§ ENTRIES SHOWN:

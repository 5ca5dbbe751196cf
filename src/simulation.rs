//! Simulation plugin and systems for Bevy ECS

use crate::config::FieldConfig;
use crate::field::ParticleField;
use crate::graphics::{self, GizmoSurface};
use bevy::prelude::*;
use bevy::window::{CursorOptions, PrimaryWindow};

/// The live particle field.
#[derive(Resource)]
pub struct FieldState(pub ParticleField);

/// Windowed simulation: builds the field, steps and draws it every frame.
pub struct SimulationPlugin;

impl Plugin for SimulationPlugin {
    fn build(&self, app: &mut App) {
        app.init_resource::<FieldConfig>()
            .add_systems(
                Startup,
                (
                    setup_field_system,
                    graphics::fit_window_to_canvas,
                    graphics::configure_gizmo_lines,
                    hide_cursor_system.after(setup_field_system),
                ),
            )
            .add_systems(Update, (sync_canvas_size_system, field_frame_system).chain());
    }
}

/// Startup system: build the field from the (already loaded) config.
///
/// An invalid config is replaced by the defaults for its variant.
pub fn setup_field_system(mut commands: Commands, config: Res<FieldConfig>) {
    let config = match config.validate() {
        Ok(()) => config.clone(),
        Err(err) => {
            warn!("Invalid field config: {}; using defaults", err);
            FieldConfig::for_variant(config.variant)
        }
    };
    commands.insert_resource(FieldState(ParticleField::new(config)));
}

/// Hide the pointer over the canvas for variants that want it gone.
pub fn hide_cursor_system(
    field: Res<FieldState>,
    mut cursors: Query<&mut CursorOptions, With<PrimaryWindow>>,
) {
    if !field.0.variant().hides_cursor() {
        return;
    }
    for mut cursor in cursors.iter_mut() {
        cursor.visible = false;
    }
}

/// Follow window resizes for variants whose canvas tracks the window.
pub fn sync_canvas_size_system(
    field: Option<ResMut<FieldState>>,
    windows: Query<&Window, With<PrimaryWindow>>,
) {
    let Some(mut field) = field else {
        return;
    };
    if !field.0.variant().tracks_window() {
        return;
    }
    let Ok(window) = windows.single() else {
        return;
    };
    let size = Vec2::new(window.width(), window.height());
    if size != field.0.bounds() {
        field.0.resize(size);
    }
}

/// Advance the field one frame and draw it with gizmos.
pub fn field_frame_system(
    field: Option<ResMut<FieldState>>,
    mut gizmos: Gizmos,
    mut clear_color: ResMut<ClearColor>,
) {
    let Some(mut field) = field else {
        return;
    };
    let canvas = field.0.bounds();
    let mut surface = GizmoSurface::new(&mut gizmos, canvas);
    field.0.frame_with(&mut surface);
    if let Some(background) = surface.background() {
        if clear_color.0 != background {
            clear_color.0 = background;
        }
    }
}

/// Advance the field one frame without drawing.
pub fn field_step_system(field: Option<ResMut<FieldState>>) {
    if let Some(mut field) = field {
        field.0.step();
    }
}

§ EXERCISE: Pull out every line of the records that includes the string "Some".

§ REPLY:
    let Some(mut field) = field else {
    let Some(mut field) = field else {
    if let Some(background) = surface.background() {
    if let Some(mut field) = field {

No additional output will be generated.